Beginning in July with hard fighting across the land bridge between the Don and Volga, Paulus reached the outskirts of Stalingrad by early September. However, the Soviets had by now strengthened the city's defenses, with the tenacious General V. I. Chuikov commanding its main force, the Soviet Sixty-second Army. Almost simultaneously, the Soviet high command began planning for a counteroffensive, Operation Uranus, the objective of which was to encircle and destroy the German Sixth Army even as it bled itself dry inside the city.

Meanwhile, as both sides threw additional assets directly into the urban fray, the battle for the city soon assumed a particularly vicious form of close-quarters combat. Intense fighting swirled everywhere above and below ground, producing heavy losses among attackers and defenders. At one point, it was even remarked that the city's dogs swam across the Volga to escape the torment. Although Paulus had originally assumed that Stalingrad might fall in late September, by mid-November his Sixth Army was running short of manpower, ammunition, and supplies. Two months of incessant urban combat had left it exhausted and several hundred meters short of the Volga. Soviet commanders, meanwhile, continued to press often raw troops off Volga ferryboats into battle, only to watch them virtually evaporate in the maelstrom.

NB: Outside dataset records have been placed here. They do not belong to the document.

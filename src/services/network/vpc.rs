//! VPC 防火墙规则

use super::check::{FirewallAction, IngressQuery};
use super::error::Result;
use super::ip::{parse_ranges, IpNetwork, MatchMode};
use super::ports::{any_matches, Layer4Rule};
use crate::models::{AllowDenyPayload, Direction, VpcRulePayload};
use std::collections::HashSet;

/// 一条 VPC 防火墙规则（已解析）
#[derive(Debug, Clone, PartialEq, Eq)]
pub struct VpcFirewallRule {
    id: String,
    name: String,
    priority: u32,
    direction: Direction,
    disabled: bool,
    source_ranges: Option<Vec<IpNetwork>>,
    destination_ranges: Option<Vec<IpNetwork>>,
    source_tags: HashSet<String>,
    source_service_accounts: HashSet<String>,
    target_tags: Option<HashSet<String>>,
    target_service_accounts: Option<HashSet<String>>,
    allowed: Vec<Layer4Rule>,
    denied: Vec<Layer4Rule>,
}

/// 列表转集合；缺失或为空时视为“无限制”
fn restriction(values: &Option<Vec<String>>) -> Option<HashSet<String>> {
    values
        .as_ref()
        .filter(|values| !values.is_empty())
        .map(|values| values.iter().cloned().collect())
}

fn parse_l4(field: &'static str, entries: &[AllowDenyPayload]) -> Result<Vec<Layer4Rule>> {
    entries
        .iter()
        .map(|entry| Layer4Rule::parse(field, &entry.ip_protocol, entry.ports.as_deref()))
        .collect()
}

impl VpcFirewallRule {
    pub fn from_payload(payload: &VpcRulePayload) -> Result<Self> {
        let source_ranges = payload
            .source_ranges
            .as_deref()
            .map(|ranges| parse_ranges("sourceRanges", ranges))
            .transpose()?;
        let destination_ranges = payload
            .destination_ranges
            .as_deref()
            .map(|ranges| parse_ranges("destinationRanges", ranges))
            .transpose()?;

        Ok(Self {
            id: payload.id.clone(),
            name: payload.name.clone(),
            priority: payload.priority,
            direction: payload.direction,
            disabled: payload.disabled,
            source_ranges,
            destination_ranges,
            source_tags: restriction(&payload.source_tags).unwrap_or_default(),
            source_service_accounts: restriction(&payload.source_service_accounts)
                .unwrap_or_default(),
            target_tags: restriction(&payload.target_tags),
            target_service_accounts: restriction(&payload.target_service_accounts),
            allowed: parse_l4("allowed.ports", &payload.allowed)?,
            denied: parse_l4("denied.ports", &payload.denied)?,
        })
    }

    pub fn id(&self) -> &str {
        &self.id
    }

    pub fn name(&self) -> &str {
        &self.name
    }

    pub fn priority(&self) -> u32 {
        self.priority
    }

    pub fn direction(&self) -> Direction {
        self.direction
    }

    pub fn is_enabled(&self) -> bool {
        !self.disabled
    }

    pub fn source_ranges(&self) -> &[IpNetwork] {
        self.source_ranges.as_deref().unwrap_or_default()
    }

    pub fn destination_ranges(&self) -> &[IpNetwork] {
        self.destination_ranges.as_deref().unwrap_or_default()
    }

    pub fn source_tags(&self) -> &HashSet<String> {
        &self.source_tags
    }

    pub fn source_service_accounts(&self) -> &HashSet<String> {
        &self.source_service_accounts
    }

    /// 目标标签；`None` 表示规则作用于所有实例
    pub fn target_tags(&self) -> Option<&HashSet<String>> {
        self.target_tags.as_ref()
    }

    pub fn target_service_accounts(&self) -> Option<&HashSet<String>> {
        self.target_service_accounts.as_ref()
    }

    pub fn allowed(&self) -> &[Layer4Rule] {
        &self.allowed
    }

    pub fn denied(&self) -> &[Layer4Rule] {
        &self.denied
    }

    /// 是否带有与 `tags` 相交的目标标签
    pub fn has_any_target_tag<S: AsRef<str>>(&self, tags: &[S]) -> bool {
        self.target_tags
            .as_ref()
            .is_some_and(|own| tags.iter().any(|tag| own.contains(tag.as_ref())))
    }

    /// 协议和端口决定的候选动作：先看 `allowed`，再看 `denied`
    fn l4_action(&self, protocol: &str, port: u16) -> Option<FirewallAction> {
        if any_matches(&self.allowed, protocol, port) {
            Some(FirewallAction::Allow)
        } else if any_matches(&self.denied, protocol, port) {
            Some(FirewallAction::Deny)
        } else {
            None
        }
    }

    fn source_matches(&self, query: &IngressQuery, action: FirewallAction) -> bool {
        let mode = match action {
            FirewallAction::Allow => MatchMode::Contained,
            FirewallAction::Deny => MatchMode::Overlap,
        };

        if let Some(ranges) = &self.source_ranges {
            if query.src.matches_any(ranges, mode) {
                return true;
            }
        }
        if let Some(account) = &query.source_service_account {
            if self.source_service_accounts.contains(account) {
                return true;
            }
        }
        query
            .source_tags
            .iter()
            .any(|tag| self.source_tags.contains(tag))
    }

    fn target_matches(&self, query: &IngressQuery) -> bool {
        if let Some(accounts) = &self.target_service_accounts {
            match &query.target_service_account {
                Some(account) if accounts.contains(account) => {}
                _ => return false,
            }
        }
        match &self.target_tags {
            None => true,
            Some(_) => self.has_any_target_tag(&query.target_tags),
        }
    }

    /// 规则对入站查询的判定；不匹配时为 `None`
    fn ingress_verdict(&self, query: &IngressQuery) -> Option<FirewallAction> {
        if !self.is_enabled() {
            return None;
        }
        let action = self.l4_action(&query.protocol, query.port)?;
        (self.source_matches(query, action) && self.target_matches(query)).then_some(action)
    }
}

/// 一个网络的 VPC 防火墙规则集
#[derive(Debug, Clone, Default, PartialEq, Eq)]
pub struct VpcFirewall {
    ingress: Vec<VpcFirewallRule>,
    egress: Vec<VpcFirewallRule>,
}

impl VpcFirewall {
    /// 解析规则，按优先级升序排列（同优先级保持原顺序）
    pub fn from_payload(rules: &[VpcRulePayload]) -> Result<Self> {
        let mut ingress = Vec::new();
        let mut egress = Vec::new();
        for rule in rules {
            let rule = VpcFirewallRule::from_payload(rule)?;
            match rule.direction {
                Direction::Ingress => ingress.push(rule),
                Direction::Egress => egress.push(rule),
            }
        }
        ingress.sort_by_key(VpcFirewallRule::priority);
        egress.sort_by_key(VpcFirewallRule::priority);
        Ok(Self { ingress, egress })
    }

    pub fn ingress_rules(&self) -> &[VpcFirewallRule] {
        &self.ingress
    }

    pub fn egress_rules(&self) -> &[VpcFirewallRule] {
        &self.egress
    }

    /// 第一条匹配的入站规则及其动作
    pub fn first_ingress_match(
        &self,
        query: &IngressQuery,
    ) -> Option<(&VpcFirewallRule, FirewallAction)> {
        let matched = self
            .ingress
            .iter()
            .find_map(|rule| rule.ingress_verdict(query).map(|action| (rule, action)));

        match &matched {
            Some((rule, action)) => tracing::debug!(
                src = %query.src,
                port = query.port,
                protocol = %query.protocol,
                action = action.as_str(),
                rule = %rule.name,
                "VPC 防火墙规则匹配"
            ),
            None => tracing::debug!(
                src = %query.src,
                port = query.port,
                protocol = %query.protocol,
                "没有 VPC 防火墙规则匹配，使用隐含拒绝"
            ),
        }

        matched
    }

    pub fn verify_ingress_rule_exists(&self, name: &str) -> bool {
        self.ingress.iter().any(|rule| rule.name == name)
    }
}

It was at this point, on 19 November 1942, with Soviet defenders barely clinging to the industrial sprawl along the Volga, that General A. M. Vasilevsky, representative of Stavka (headquarters of the supreme high command) launched Operation Uranus. With pincers from the north (the southwest and Don fronts) and south (the Stalingrad front) of Stalingrad, Soviet armored and mechanized formations easily broke through Romanian forces on the Sixth Army's soft flanks to link up near Kalach on the Don, encircling Paulus. Subsequent and complementary Soviet offensives (Mars south of Leningrad and Saturn and Little Saturn in the middle and upper Don) proved overly ambitious, but did exact losses and divert German attention and reserves from the encirclement at Stalingrad. However, the situation there remained in doubt until late December, because Paulus arguably retained sufficient combat power to fight his way out, especially in the event of timely assistance from Field Marshal Erich von Manstein's newly formed Army Group Don. However, Hitler ordered Paulus to hold at all costs, while Reichsmarschall Hermann Goering unrealistically vowed that his Luftwaffe might resupply Paulus from the air. Meanwhile, Manstein's effort to open a corridor to Stalingrad failed on 24 December, fifty kilometers short of the objective. Until the complete surrender of now Field Marshal Paulus's forces on 2 February 1943, the Soviets continued to conduct two sets of subsidiary offensive operations, one to reduce the cauldron at Stalingrad itself, the other to reinforce the outer ring of the encirclement, with an eye to exploitation that Manstein's skill largely foiled.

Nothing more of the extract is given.